- **Stored data entries**:
// dryrun/core/vm/src/natives.rs

// Built-in contracts executed in Rust instead of bytecode
use crate::engine::Machine;
use crate::error::{Result, VmError};
use crate::gas;
use dryrun_execution::contract::{ContractManifest, ContractState, NefFile};
use dryrun_execution::native::{self, AccountState, BalanceRecord, NeoAccountState, OracleRequest};
use dryrun_execution::{Notification, StackItem};
use dryrun_storage::{decode_integer, encode_integer, Hash160};
use tracing::debug;

fn argument(args: &[StackItem], index: usize) -> Result<&StackItem> {
    args.get(index).ok_or(VmError::IndexOutOfRange(index as i128))
}

fn hash_arg(args: &[StackItem], index: usize) -> Result<Hash160> {
    let item = argument(args, index)?;
    item.as_hash160().ok_or(VmError::InvalidType {
        expected: "Hash160",
        found: item.type_name(),
    })
}

fn integer_arg(args: &[StackItem], index: usize) -> Result<i128> {
    let item = argument(args, index)?;
    item.as_integer().ok_or(VmError::InvalidType {
        expected: "Integer",
        found: item.type_name(),
    })
}

fn bytes_arg(args: &[StackItem], index: usize) -> Result<Vec<u8>> {
    let item = argument(args, index)?;
    item.as_bytes().ok_or(VmError::InvalidType {
        expected: "ByteString",
        found: item.type_name(),
    })
}

fn string_arg(args: &[StackItem], index: usize) -> Result<String> {
    String::from_utf8(bytes_arg(args, index)?)
        .map_err(|_| VmError::InvalidOperation(format!("argument {} is not valid UTF-8", index)))
}

impl<'a, 'p> Machine<'a, 'p> {
    /// Run a method of a built-in contract; the caller is the current frame
    pub(crate) fn call_native(&mut self, hash: &Hash160, method: &str, args: Vec<StackItem>) -> Result<StackItem> {
        self.charge(gas::native_method_price(method))?;
        let not_found = || VmError::MethodNotFound {
            contract: *hash,
            method: method.to_string(),
            argc: args.len(),
        };
        match *hash {
            native::CONTRACT_MANAGEMENT_HASH => match (method, args.len()) {
                ("deploy", 2) => self.deploy(&args),
                ("getContract", 1) => {
                    let target = hash_arg(&args, 0)?;
                    Ok(native::get_contract(&*self.snapshot, &target)
                        .map(|c| c.to_stack_item())
                        .unwrap_or(StackItem::Null))
                }
                _ => Err(not_found()),
            },
            native::NEO_HASH => self
                .token::<NeoAccountState>(native::NEO_HASH, native::NEO_ID, "NEO", native::NEO_DECIMALS, method, &args)?
                .ok_or_else(not_found),
            native::GAS_HASH => self
                .token::<AccountState>(native::GAS_HASH, native::GAS_ID, "GAS", native::GAS_DECIMALS, method, &args)?
                .ok_or_else(not_found),
            native::ORACLE_HASH => match (method, args.len()) {
                ("request", 5) => self.oracle_request(&args),
                _ => Err(not_found()),
            },
            _ => Err(VmError::ContractNotFound(*hash)),
        }
    }

    fn emit(&mut self, script_hash: Hash160, event_name: &str, state: Vec<StackItem>) {
        self.notifications.push(Notification {
            script_hash,
            event_name: event_name.to_string(),
            state: StackItem::Array(state),
        });
    }

    fn deploy(&mut self, args: &[StackItem]) -> Result<StackItem> {
        let sender = self
            .container
            .and_then(|c| c.sender())
            .ok_or_else(|| VmError::InvalidOperation("deploy requires a transaction sender".to_string()))?;
        self.charge(gas::DEPLOY_FEE)?;

        let nef = NefFile::parse(&bytes_arg(args, 0)?)?;
        let manifest = ContractManifest::parse(&string_arg(args, 1)?)?;
        let hash = native::contract_hash(&sender, nef.checksum, &manifest.name);
        if self.snapshot.contains(&native::contract_key(&hash)) {
            return Err(VmError::ContractExists(hash));
        }

        let id = match self.snapshot.get(&native::next_id_key()) {
            Some(bytes) => decode_integer(&bytes)?,
            None => 1,
        };
        self.snapshot.put(native::next_id_key(), encode_integer(id + 1));

        let state = ContractState {
            id: i32::try_from(id).map_err(|_| VmError::Overflow)?,
            update_counter: 0,
            hash,
            nef,
            manifest,
        };
        self.snapshot.put(native::contract_key(&hash), state.to_bytes());
        debug!("Deployed {} ({}) with id {}", state.manifest.name, hash, id);
        self.emit(native::CONTRACT_MANAGEMENT_HASH, "Deploy", vec![StackItem::from_hash(&hash)]);
        Ok(state.to_stack_item())
    }

    /// NEP-17 surface shared by NEO and GAS; `None` when the method is unknown
    fn token<R: BalanceRecord>(
        &mut self,
        token_hash: Hash160,
        token_id: i32,
        symbol: &str,
        decimals: u8,
        method: &str,
        args: &[StackItem],
    ) -> Result<Option<StackItem>> {
        let value = match (method, args.len()) {
            ("symbol", 0) => StackItem::from_str_utf8(symbol),
            ("decimals", 0) => StackItem::Integer(i128::from(decimals)),
            ("totalSupply", 0) => StackItem::Integer(native::read_total_supply(&*self.snapshot, token_id)?),
            ("balanceOf", 1) => {
                let account = hash_arg(args, 0)?;
                StackItem::Integer(native::read_balance::<R>(&*self.snapshot, token_id, &account)?)
            }
            ("transfer", 4) => {
                let from = hash_arg(args, 0)?;
                let to = hash_arg(args, 1)?;
                let amount = integer_arg(args, 2)?;
                StackItem::Boolean(self.transfer::<R>(token_hash, token_id, from, to, amount)?)
            }
            _ => return Ok(None),
        };
        Ok(Some(value))
    }

    fn transfer<R: BalanceRecord>(
        &mut self,
        token_hash: Hash160,
        token_id: i32,
        from: Hash160,
        to: Hash160,
        amount: i128,
    ) -> Result<bool> {
        if amount < 0 {
            return Err(VmError::InvalidOperation("The amount must be a positive number.".to_string()));
        }
        let caller = self.current_hash();
        let calling = Some(caller);
        if !self.check_witness(&from, token_hash, calling) {
            debug!("Transfer of {} from {} rejected: no witness", amount, from);
            return Ok(false);
        }

        let from_key = native::account_key(token_id, native::PREFIX_ACCOUNT, &from);
        let mut from_record: R = match self.snapshot.get(&from_key) {
            Some(bytes) => native::decode_record(&from_key, &bytes)?,
            None => R::default(),
        };
        if from_record.balance() < amount {
            return Ok(false);
        }

        if amount > 0 && from != to {
            let remaining = from_record.balance() - amount;
            if remaining == 0 {
                self.snapshot.delete(from_key);
            } else {
                from_record.set_balance(remaining);
                self.snapshot.put(from_key, native::encode_record(&from_record));
            }

            let to_key = native::account_key(token_id, native::PREFIX_ACCOUNT, &to);
            let mut to_record: R = match self.snapshot.get(&to_key) {
                Some(bytes) => native::decode_record(&to_key, &bytes)?,
                None => R::default(),
            };
            let credited = to_record.balance().checked_add(amount).ok_or(VmError::Overflow)?;
            to_record.set_balance(credited);
            self.snapshot.put(to_key, native::encode_record(&to_record));
        }

        self.emit(
            token_hash,
            "Transfer",
            vec![StackItem::from_hash(&from), StackItem::from_hash(&to), StackItem::Integer(amount)],
        );
        Ok(true)
    }

    /// `request(url, filter, callback, userData, gasForResponse)`
    fn oracle_request(&mut self, args: &[StackItem]) -> Result<StackItem> {
        let container = self
            .container
            .ok_or_else(|| VmError::InvalidOperation("oracle requests need a transaction".to_string()))?;
        let url = string_arg(args, 0)?;
        let filter = match argument(args, 1)? {
            StackItem::Null => None,
            _ => Some(string_arg(args, 1)?),
        };
        let callback_method = string_arg(args, 2)?;
        let user_data = bytes_arg(args, 3)?;
        let gas_for_response = i64::try_from(integer_arg(args, 4)?).map_err(|_| VmError::Overflow)?;
        if gas_for_response < gas::MIN_ORACLE_RESPONSE_GAS {
            return Err(VmError::InvalidOperation(format!(
                "gasForResponse must be at least {}",
                gas::MIN_ORACLE_RESPONSE_GAS
            )));
        }
        if callback_method.starts_with('_') {
            return Err(VmError::InvalidOperation("callback cannot start with an underscore".to_string()));
        }
        self.charge(gas::ORACLE_REQUEST_PRICE)?;
        self.charge(gas_for_response)?;

        let id = match self.snapshot.get(&native::oracle_counter_key()) {
            Some(bytes) => decode_integer(&bytes)?,
            None => 0,
        };
        let id = u64::try_from(id).map_err(|_| VmError::Overflow)?;
        self.snapshot
            .put(native::oracle_counter_key(), encode_integer(i128::from(id) + 1));

        let caller = self.current_hash();
        let request = OracleRequest {
            original_txid: container.hash(),
            gas_for_response,
            url: url.clone(),
            filter: filter.clone(),
            callback_contract: caller,
            callback_method,
            user_data,
        };
        self.snapshot
            .put(native::oracle_request_key(id), native::encode_record(&request));
        debug!("Oracle request {} for {} from {}", id, url, caller);

        self.emit(
            native::ORACLE_HASH,
            native::ORACLE_REQUEST_EVENT,
            vec![
                StackItem::Integer(i128::from(id)),
                StackItem::from_hash(&caller),
                StackItem::from_str_utf8(&url),
                filter.as_deref().map(StackItem::from_str_utf8).unwrap_or(StackItem::Null),
            ],
        );
        Ok(StackItem::Null)
    }
}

- **Goal of the exercise**: Using the records, find the number of lines in which the string "transaction" occurs. Reply with that number alone.

- **Answer below**: 2